The global spread of social media has created unparalleled opportunities for wildlife traffickers to advertise their illicit wares to potential buyers around the world. Traffickers can use platforms like Facebook or Instagram not only to post pictures of animals for sale, but also to expand their networks thanks to Artificial Intelligence (AI)-driven algorithms that suggest friends and groups.

Social media, and AI, can also be valuable tools for conservationists and law enforcement.

Networks of algorithms trained to spot patterns can mine data, identify objects, or even spot signs of sex trafficking and other crimes in images. One of the best-known, and most controversial uses of the technology is facial recognition, in which programs use biometric markers to identify people in digital images.

In conservation, AI can be used to identify land-use change, or even individual animals based on unique markings on their bodies. In animals like chimpanzees, our closest living relatives, AI is proving effective in identifying and tracking individuals’ faces.

Via her project ChimpFace, Allie Russo, a conservationist with a background in data analysis, is striving to harness the power of AI in the fight against ape trafficking.

Their wide-eyed and playful appearance puts baby chimpanzees in high demand on the illegal wildlife trafficking circuit. But the trade exacts a cruel price on wild populations, with multiple apes dying for each juvenile that makes it to a buyer alive.
Image by Tambako The Jaguar via Flickr (CC BY-ND 2.0).

According to the United Nations’ Great Apes Survival Partnership (GRASP), roughly 3,000 great apes are trafficked live from Africa or Southeast Asia every year.

Much of the illegal trade in wildlife now takes place online. A trafficker or great ape distributor will post an image of a baby chimpanzee for sale. Often, the same chimpanzee will later appear on someone’s social media account. But manually searching and comparing images is a laborious process. And alternative forms of evidence, such as DNA, are costly and difficult to obtain.

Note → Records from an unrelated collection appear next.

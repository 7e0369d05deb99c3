//! # mbus-core
//!
//! In-process publish/subscribe message bus.
//!
//! This crate provides the fundamental building blocks:
//!
//! - **Bus** - Cloneable handle producers and consumers talk to
//! - **Dispatcher** - Single task that owns the topic registry and fans messages out
//! - **Conduit** - Caller-owned, bounded delivery handle
//! - **Message** - Topic plus shared, opaque data
//! - **Warner** - Optional sink for slow-consumer diagnostics
//!
//! ## Architecture
//!
//! ```text
//! ┌─────────────┐  commands  ┌──────────────┐     ┌─────────────┐
//! │     Bus     │───────────▶│  Dispatcher  │────▶│   Conduit   │
//! └─────────────┘  (bounded) └──────────────┘     └─────────────┘
//!                                   │
//!                                   ▼
//!                            ┌──────────────┐
//!                            │   Registry   │
//!                            └──────────────┘
//! ```
//!
//! Every publish, subscribe and unsubscribe is a command on one bounded queue.
//! The dispatcher handles them one at a time, so registry mutations happen in
//! queue arrival order and the registry itself is never shared.
//!
//! ## Example
//!
//! ```no_run
//! use mbus_core::{Bus, Conduit};
//! use tokio_util::sync::CancellationToken;
//!
//! # async fn run() {
//! let bus = Bus::new(CancellationToken::new(), None);
//! let (conduit, mut rx) = Conduit::channel(16);
//!
//! bus.subscribe(&conduit, ["orders"]).await;
//! bus.publish("orders", 42_u64).await;
//!
//! let msg = rx.recv().await.unwrap();
//! assert_eq!(msg.data::<u64>(), Some(&42));
//! # }
//! ```

pub mod bus;
pub mod conduit;
pub mod config;
mod dispatcher;
pub mod error;
pub mod id;
pub mod message;
pub mod metrics;
pub mod registry;
pub mod warner;

pub use bus::Bus;
pub use conduit::{Conduit, ConduitId, MessageReceiver};
pub use config::{BusConfig, DEFAULT_QUEUE_CAPACITY, DELIVERY_TIMEOUT};
pub use error::BusError;
pub use id::IdGenerator;
pub use message::{sub_topic, unsub_topic, Data, Message, SUB_TOPIC_PREFIX, UNSUB_TOPIC_PREFIX};
pub use registry::Registry;
pub use warner::{TracingWarner, Warner};
//! Bus instrumentation.
//!
//! Records through the `metrics` facade; nothing is exported unless the
//! application installs a recorder (the `mbus` binary installs Prometheus).

use metrics::{counter, gauge};

/// Metric names.
pub mod names {
    pub const MESSAGES_PUBLISHED: &str = "mbus_messages_published_total";
    pub const DELIVERIES_TOTAL: &str = "mbus_deliveries_total";
    pub const DELIVERIES_ABANDONED: &str = "mbus_deliveries_abandoned_total";
    pub const EVICTIONS_TOTAL: &str = "mbus_evictions_total";
    pub const SUBSCRIPTIONS_TOTAL: &str = "mbus_subscriptions_total";
    pub const UNSUBSCRIPTIONS_TOTAL: &str = "mbus_unsubscriptions_total";
    pub const TOPICS_ACTIVE: &str = "mbus_topics_active";
}

/// Describe every bus metric to the installed recorder.
pub fn describe_metrics() {
    metrics::describe_counter!(
        names::MESSAGES_PUBLISHED,
        "Total number of messages fanned out to at least one subscriber"
    );
    metrics::describe_counter!(
        names::DELIVERIES_TOTAL,
        "Total number of messages handed to a conduit"
    );
    metrics::describe_counter!(
        names::DELIVERIES_ABANDONED,
        "Fan-outs cut short by cancellation"
    );
    metrics::describe_counter!(
        names::EVICTIONS_TOTAL,
        "Total number of slow or closed conduits evicted from a topic"
    );
    metrics::describe_counter!(
        names::SUBSCRIPTIONS_TOTAL,
        "Total number of topic subscriptions added"
    );
    metrics::describe_counter!(
        names::UNSUBSCRIPTIONS_TOTAL,
        "Total number of topic subscriptions removed"
    );
    metrics::describe_gauge!(
        names::TOPICS_ACTIVE,
        "Current number of topics with at least one subscriber"
    );
}

/// Record a message entering fan-out.
pub fn record_publish() {
    counter!(names::MESSAGES_PUBLISHED).increment(1);
}

/// Record a successful delivery to one conduit.
pub fn record_delivery() {
    counter!(names::DELIVERIES_TOTAL).increment(1);
}

/// Record a fan-out abandoned on cancellation.
pub fn record_abandoned() {
    counter!(names::DELIVERIES_ABANDONED).increment(1);
}

/// Record an eviction, labelled with its reason.
pub fn record_eviction(reason: &'static str) {
    counter!(names::EVICTIONS_TOTAL, "reason" => reason).increment(1);
}

/// Record an added subscription.
pub fn record_subscription() {
    counter!(names::SUBSCRIPTIONS_TOTAL).increment(1);
}

/// Record a removed subscription.
pub fn record_unsubscription() {
    counter!(names::UNSUBSCRIPTIONS_TOTAL).increment(1);
}

/// Update the active topic count.
pub fn set_active_topics(count: usize) {
    gauge!(names::TOPICS_ACTIVE).set(count as f64);
}

#[cfg(test)]
mod tests {
    use super::*;

    #[test]
    fn test_recording_without_recorder() {
        // Just test that it doesn't panic
        describe_metrics();
        record_publish();
        record_eviction("stalled");
        set_active_topics(3);
    }
}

ChimpFace uses an algorithm to determine if chimpanzee faces in images posted by traffickers match up with images later posted to social media accounts. If the software finds a match, it serves as evidence that can help corroborate who sold a chimpanzee and where it ended up.

After participating in a competition organized by Conservation X Labs, a company that looks for high-tech solutions to conservation problems, Russo was connected with Colin McCormick. McCormick, one of Conservation X Labs’ technical advisers, made the programming part of ChimpFace a reality.

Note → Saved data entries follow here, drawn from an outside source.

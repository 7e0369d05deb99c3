//! The dispatcher: the single task that owns the topic registry.
//!
//! Every mutation of the registry and every fan-out happens here, one command
//! at a time, in the order commands arrived on the queue. Nothing else can reach
//! the registry, so it needs no locking.
//!
//! Fan-out runs inline on the dispatcher's turn. With slow consumers kept
//! (the default), delivery waits on a full conduit until it has room or the bus
//! is cancelled, holding up the rest of the fan-out and the next command. With
//! slow consumers dropped, a full conduit gets one bounded wait; if it is still
//! full afterwards it is evicted from the topic.
//!
//! Eviction calls [`Dispatcher::deactivate`] directly, on the same turn,
//! instead of queueing an unsubscribe: the queue may be full, and the only task
//! that drains it is this one.

use crate::conduit::Conduit;
use crate::message::{sub_topic, unsub_topic, Message};
use crate::metrics;
use crate::registry::Registry;
use crate::warner::Warner;
use futures_util::future::{BoxFuture, FutureExt};
use std::sync::atomic::{AtomicBool, Ordering};
use std::sync::Arc;
use std::time::Duration;
use tokio::sync::mpsc::{self, error::TrySendError};
use tokio_util::sync::CancellationToken;
use tracing::{debug, info, trace};

/// A request travelling through the command queue.
pub(crate) enum Command {
    /// Fan a message out to its topic's subscribers.
    Publish(Arc<Message>),
    /// Add or remove a conduit's subscriptions.
    Subscription(Subscription),
}

/// A batch of topics to subscribe a conduit to, or unsubscribe it from.
pub(crate) struct Subscription {
    pub(crate) topics: Vec<String>,
    pub(crate) conduit: Conduit,
    pub(crate) active: bool,
}

/// Outcome of one delivery attempt.
#[derive(Debug, Clone, Copy, PartialEq, Eq)]
enum Delivery {
    Delivered,
    Cancelled,
    /// Still full after the bounded wait.
    Stalled,
    /// The consumer dropped its receiver.
    Closed,
}

pub(crate) struct Dispatcher {
    commands: mpsc::Receiver<Command>,
    registry: Registry,
    token: CancellationToken,
    drop_slow_consumers: Arc<AtomicBool>,
    delivery_timeout: Duration,
    warner: Option<Arc<dyn Warner>>,
}

impl Dispatcher {
    pub(crate) fn new(
        commands: mpsc::Receiver<Command>,
        token: CancellationToken,
        drop_slow_consumers: Arc<AtomicBool>,
        delivery_timeout: Duration,
        warner: Option<Arc<dyn Warner>>,
    ) -> Self {
        Self {
            commands,
            registry: Registry::new(),
            token,
            drop_slow_consumers,
            delivery_timeout,
            warner,
        }
    }

    /// Drain the command queue until cancelled or every bus handle is gone.
    ///
    /// The registry is always cleared on the way out.
    pub(crate) async fn run(&mut self) {
        info!("Dispatcher started");

        loop {
            let command = tokio::select! {
                biased;
                _ = self.token.cancelled() => break,
                command = self.commands.recv() => match command {
                    Some(command) => command,
                    None => break,
                },
            };

            match command {
                Command::Publish(message) => self.publish(message).await,
                Command::Subscription(sub) if sub.active => {
                    self.activate(&sub.conduit, &sub.topics).await;
                }
                Command::Subscription(sub) => {
                    self.deactivate(&sub.conduit, &sub.topics).await;
                }
            }
        }

        self.registry.clear();
        metrics::set_active_topics(0);
        info!("Dispatcher stopped");
    }

    #[cfg(test)]
    pub(crate) fn registry(&self) -> &Registry {
        &self.registry
    }

    /// Deliver `message` to every conduit subscribed to its topic.
    async fn publish(&mut self, message: Arc<Message>) {
        let Some(conduits) = self.registry.lookup(&message.topic) else {
            return;
        };
        let conduits: Vec<Conduit> = conduits.iter().cloned().collect();

        metrics::record_publish();
        trace!(topic = %message.topic, recipients = conduits.len(), "Publishing message");

        for conduit in conduits {
            if self.token.is_cancelled() {
                metrics::record_abandoned();
                trace!(topic = %message.topic, "Fan-out abandoned");
                return;
            }
            // Evicted earlier in this pass.
            if !self.registry.contains(&message.topic, &conduit) {
                continue;
            }

            let outcome = if self.drop_slow_consumers.load(Ordering::Relaxed) {
                self.deliver_or_timeout(&conduit, &message).await
            } else {
                self.deliver(&conduit, &message).await
            };

            match outcome {
                Delivery::Delivered => metrics::record_delivery(),
                Delivery::Cancelled => {
                    metrics::record_abandoned();
                    trace!(topic = %message.topic, "Fan-out abandoned");
                    return;
                }
                Delivery::Stalled | Delivery::Closed => {
                    self.evict(&conduit, &message.topic, outcome).await;
                }
            }
        }
    }

    /// Wait for room in the conduit, or cancellation.
    async fn deliver(&self, conduit: &Conduit, message: &Arc<Message>) -> Delivery {
        tokio::select! {
            biased;
            _ = self.token.cancelled() => Delivery::Cancelled,
            res = conduit.sender().send(message.clone()) => match res {
                Ok(()) => Delivery::Delivered,
                Err(_) => Delivery::Closed,
            },
        }
    }

    /// Try an immediate delivery, then wait at most `delivery_timeout`.
    async fn deliver_or_timeout(&self, conduit: &Conduit, message: &Arc<Message>) -> Delivery {
        match conduit.sender().try_send(message.clone()) {
            Ok(()) => return Delivery::Delivered,
            Err(TrySendError::Closed(_)) => return Delivery::Closed,
            Err(TrySendError::Full(_)) => {}
        }

        trace!(conduit = %conduit, topic = %message.topic, "Conduit full, waiting");

        tokio::select! {
            biased;
            _ = self.token.cancelled() => Delivery::Cancelled,
            res = tokio::time::timeout(self.delivery_timeout, conduit.sender().send(message.clone())) => {
                match res {
                    Ok(Ok(())) => Delivery::Delivered,
                    Ok(Err(_)) => Delivery::Closed,
                    Err(_) => Delivery::Stalled,
                }
            }
        }
    }

    /// Drop an unresponsive conduit from `topic`.
    ///
    /// Only called when slow consumers are being dropped, or when the conduit's
    /// receiver is gone.
    async fn evict(&mut self, conduit: &Conduit, topic: &str, outcome: Delivery) {
        match outcome {
            Delivery::Stalled => {
                if !self.registry.contains(topic, conduit) {
                    debug!(conduit = %conduit, topic = %topic, "Stalled conduit already unsubscribed");
                    return;
                }
                if let Some(warner) = &self.warner {
                    warner.warning(&[
                        &"cannot deliver, increase conduit capacity:",
                        &conduit.len(),
                        &conduit.max_capacity(),
                        &conduit.id(),
                        &topic,
                    ]);
                }
                metrics::record_eviction("stalled");
            }
            Delivery::Closed => {
                if !self.drop_slow_consumers.load(Ordering::Relaxed)
                    || !self.registry.contains(topic, conduit)
                {
                    trace!(conduit = %conduit, topic = %topic, "Skipping closed conduit");
                    return;
                }
                if let Some(warner) = &self.warner {
                    warner.warning(&[
                        &"cannot deliver, conduit receiver dropped:",
                        &conduit.id(),
                        &topic,
                    ]);
                }
                metrics::record_eviction("closed");
            }
            Delivery::Delivered | Delivery::Cancelled => return,
        }

        debug!(conduit = %conduit, topic = %topic, "Evicting conduit");
        let topics = [topic.to_string()];
        self.deactivate(conduit, &topics).await;
    }

    /// Subscribe `conduit` to each topic, announcing each on its `sub_` topic.
    ///
    /// Stops at the first topic reached after cancellation; topics already
    /// handled stay subscribed.
    async fn activate(&mut self, conduit: &Conduit, topics: &[String]) {
        for topic in topics {
            if self.token.is_cancelled() {
                return;
            }
            if self.registry.add(topic, conduit) {
                metrics::record_subscription();
                metrics::set_active_topics(self.registry.topic_count());
                debug!(
                    topic = %topic,
                    conduit = %conduit,
                    subscribers = self.registry.subscriber_count(topic),
                    "Subscribed"
                );
            }
            let notice = Message::new(sub_topic(topic), conduit.clone());
            self.publish(Arc::new(notice)).await;
        }
    }

    /// Unsubscribe `conduit` from each topic, announcing each on its `unsub_`
    /// topic.
    ///
    /// Boxed because eviction makes publish and deactivate mutually recursive.
    fn deactivate<'a>(&'a mut self, conduit: &'a Conduit, topics: &'a [String]) -> BoxFuture<'a, ()> {
        async move {
            for topic in topics {
                if self.token.is_cancelled() {
                    return;
                }
                if self.registry.remove(topic, conduit) {
                    metrics::record_unsubscription();
                    metrics::set_active_topics(self.registry.topic_count());
                    debug!(
                        topic = %topic,
                        conduit = %conduit,
                        subscribers = self.registry.subscriber_count(topic),
                        "Unsubscribed"
                    );
                }
                let notice = Message::new(unsub_topic(topic), conduit.clone());
                self.publish(Arc::new(notice)).await;
            }
        }
        .boxed()
    }
}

Using thousands of images of baby chimpanzees collected by conservationists, McCormick manually annotated where the face shows up within the image. He uses these images to train a computer program to identify faces, similar to how facial recognition programs for humans work. With repetition, he can fine-tune the algorithm to accurately detect the presence of a baby chimpanzee face in an image.

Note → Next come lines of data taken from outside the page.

//! Configuration types.

use std::net::IpAddr;
use std::path::PathBuf;

use crate::error::ConfigError;

/// Database path that selects the in-process store.
pub const MEMORY_DB: &str = ":memory:";

/// Server configuration, read from `ONBOARDING_*` environment variables.
#[derive(Debug, Clone, PartialEq)]
pub struct ServerConfig {
    /// SQLite file, or `:memory:` for the non-durable store.
    pub db_path: String,
    pub bind_addr: IpAddr,
    pub http_port: u16,
    /// When set, logs are also written to a daily-rolling file here.
    pub log_dir: Option<PathBuf>,
    /// Allowed CORS origins. Empty means permissive.
    pub cors_origins: Vec<String>,
    /// Reject node updates that don't carry `expected_version`.
    pub strict_versions: bool,
}

impl Default for ServerConfig {
    fn default() -> Self {
        Self {
            db_path: "./data/onboarding.db".to_string(),
            bind_addr: IpAddr::from([0, 0, 0, 0]),
            http_port: 8080,
            log_dir: None,
            cors_origins: Vec::new(),
            strict_versions: false,
        }
    }
}

fn invalid(key: &str, message: impl Into<String>) -> ConfigError {
    ConfigError::InvalidValue {
        key: key.to_string(),
        message: message.into(),
    }
}

impl ServerConfig {
    pub fn from_env() -> Result<Self, ConfigError> {
        Self::from_lookup(|key| std::env::var(key).ok())
    }

    /// Build from an arbitrary key lookup. Unset or blank keys keep defaults.
    pub fn from_lookup(lookup: impl Fn(&str) -> Option<String>) -> Result<Self, ConfigError> {
        let get = |key: &str| lookup(key).filter(|v| !v.trim().is_empty());
        let defaults = Self::default();

        let http_port = match get("ONBOARDING_HTTP_PORT") {
            Some(v) => v
                .trim()
                .parse::<u16>()
                .map_err(|e| invalid("ONBOARDING_HTTP_PORT", e.to_string()))?,
            None => defaults.http_port,
        };

        let bind_addr = match get("ONBOARDING_BIND_ADDR") {
            Some(v) => v
                .trim()
                .parse::<IpAddr>()
                .map_err(|e| invalid("ONBOARDING_BIND_ADDR", e.to_string()))?,
            None => defaults.bind_addr,
        };

        let strict_versions = match get("ONBOARDING_STRICT_VERSIONS") {
            Some(v) => match v.trim().to_ascii_lowercase().as_str() {
                "1" | "true" | "yes" | "on" => true,
                "0" | "false" | "no" | "off" => false,
                other => {
                    return Err(invalid(
                        "ONBOARDING_STRICT_VERSIONS",
                        format!("expected a boolean, got '{other}'"),
                    ));
                }
            },
            None => defaults.strict_versions,
        };

        let cors_origins = get("ONBOARDING_CORS_ORIGINS")
            .map(|v| {
                v.split(',')
                    .map(str::trim)
                    .filter(|s| !s.is_empty())
                    .map(String::from)
                    .collect()
            })
            .unwrap_or_default();

        Ok(Self {
            db_path: get("ONBOARDING_DB_PATH").unwrap_or(defaults.db_path),
            bind_addr,
            http_port,
            log_dir: get("ONBOARDING_LOG_DIR").map(PathBuf::from),
            cors_origins,
            strict_versions,
        })
    }

    pub fn uses_memory_store(&self) -> bool {
        self.db_path == MEMORY_DB
    }

    pub fn listen_addr(&self) -> std::net::SocketAddr {
        std::net::SocketAddr::new(self.bind_addr, self.http_port)
    }
}
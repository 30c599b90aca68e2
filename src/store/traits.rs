//! Collaborator interfaces the flow core persists through.

use async_trait::async_trait;
use uuid::Uuid;

use crate::error::DatabaseError;
use crate::flows::model::{
    DocumentFile, Edge, Flow, FlowStatus, Node, OnboardingProgress, Position,
};

/// Backend-agnostic store for flows, nodes, edges, and client progress.
///
/// Implementations must keep at most one `draft` and one `published` flow
/// per organization, and must apply `delete_node`, `insert_graph` and
/// `commit_publish` atomically.
#[async_trait]
pub trait FlowStore: Send + Sync {
    // ── Flows ───────────────────────────────────────────────────────

    /// Get a flow by ID.
    async fn get_flow(&self, id: Uuid) -> Result<Option<Flow>, DatabaseError>;

    /// Find an organization's flow in the given status (draft or published).
    async fn find_flow(
        &self,
        org_id: &str,
        status: FlowStatus,
    ) -> Result<Option<Flow>, DatabaseError>;

    /// Insert a new flow. Fails with `Constraint` if the organization already
    /// has a flow in the same active status.
    async fn insert_flow(&self, flow: &Flow) -> Result<(), DatabaseError>;

    /// Full save pass over `nodes`, archive `supersede` (the previously
    /// published flow, if any), then flip `flow_id` to published. All or nothing.
    ///
    /// `nodes` is the validated snapshot. Fails with `Conflict` and writes
    /// nothing if the flow is no longer a draft, its stored node set differs
    /// from the snapshot, any node's stored version differs, or `supersede`
    /// is no longer the published flow.
    async fn commit_publish(
        &self,
        flow_id: Uuid,
        nodes: &[Node],
        supersede: Option<Uuid>,
    ) -> Result<Flow, DatabaseError>;

    /// Insert `flow` unless a flow with that ID already exists, then insert
    /// `nodes` and `edges`. All or nothing.
    async fn insert_graph(
        &self,
        flow: &Flow,
        nodes: &[Node],
        edges: &[Edge],
    ) -> Result<(), DatabaseError>;

    // ── Nodes ───────────────────────────────────────────────────────

    /// List a flow's nodes ordered by `order_index`.
    async fn list_nodes(&self, flow_id: Uuid) -> Result<Vec<Node>, DatabaseError>;

    /// Get a node by ID.
    async fn get_node(&self, id: Uuid) -> Result<Option<Node>, DatabaseError>;

    /// Insert a new node.
    async fn insert_node(&self, node: &Node) -> Result<(), DatabaseError>;

    /// Overwrite a node's content. With `expected_version`, only writes if the
    /// stored version matches. Returns whether a row was written.
    async fn update_node(
        &self,
        node: &Node,
        expected_version: Option<i64>,
    ) -> Result<bool, DatabaseError>;

    /// Persist a node's canvas position only.
    async fn update_node_position(
        &self,
        id: Uuid,
        position: Position,
    ) -> Result<bool, DatabaseError>;

    /// Delete a node and every edge touching it. Returns the removed edge IDs.
    async fn delete_node(&self, id: Uuid) -> Result<Vec<Uuid>, DatabaseError>;

    // ── Edges ───────────────────────────────────────────────────────

    /// List a flow's edges in creation order.
    async fn list_edges(&self, flow_id: Uuid) -> Result<Vec<Edge>, DatabaseError>;

    /// Get an edge by ID.
    async fn get_edge(&self, id: Uuid) -> Result<Option<Edge>, DatabaseError>;

    /// Insert a new edge.
    async fn insert_edge(&self, edge: &Edge) -> Result<(), DatabaseError>;

    /// Delete an edge. Returns whether it existed.
    async fn delete_edge(&self, id: Uuid) -> Result<bool, DatabaseError>;

    // ── Progress ────────────────────────────────────────────────────

    /// Get a client user's onboarding progress.
    async fn get_progress(
        &self,
        org_id: &str,
        user_id: &str,
    ) -> Result<Option<OnboardingProgress>, DatabaseError>;

    /// Insert or replace a client user's onboarding progress.
    async fn save_progress(&self, progress: &OnboardingProgress) -> Result<(), DatabaseError>;
}

/// A file handed to the document store.
#[derive(Debug, Clone)]
pub struct DocumentUpload {
    pub name: String,
    pub content_type: String,
    pub bytes: Vec<u8>,
}

/// Blob store that turns uploaded documents into durable URLs.
#[async_trait]
pub trait DocumentStore: Send + Sync {
    async fn put(
        &self,
        org_id: &str,
        node_id: Uuid,
        upload: DocumentUpload,
    ) -> Result<DocumentFile, DatabaseError>;
}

The software is just beginning to be tested, but ultimately its developers aim to provide information that Interpol or local law enforcement can act upon.

ChimpFace is only able to search publicly available images, meaning that if a trafficker has a private Facebook or Instagram profile, the images remain hidden. But with many traffickers advertising publicly, the hope is that the program will provide law enforcement with a new type of evidence that can help confirm that an individual ape was illegally captured from the wild and sold.

ChimpFace has recently partnered with Liberia Chimpanzee Rescue and Protection (LCRP) to further strengthen the use of the software. Support from sanctuaries like LCRP, which sees an average of one new chimpanzee a month, is important because if the software does help secure prosecutions for traffickers, rescued animals will need a place to go.

Russo says she hopes that one day ChimpFace can be scaled up to add additional target species such as tigers, lions, gibbons, or any species that is in danger of being illegally trafficked online.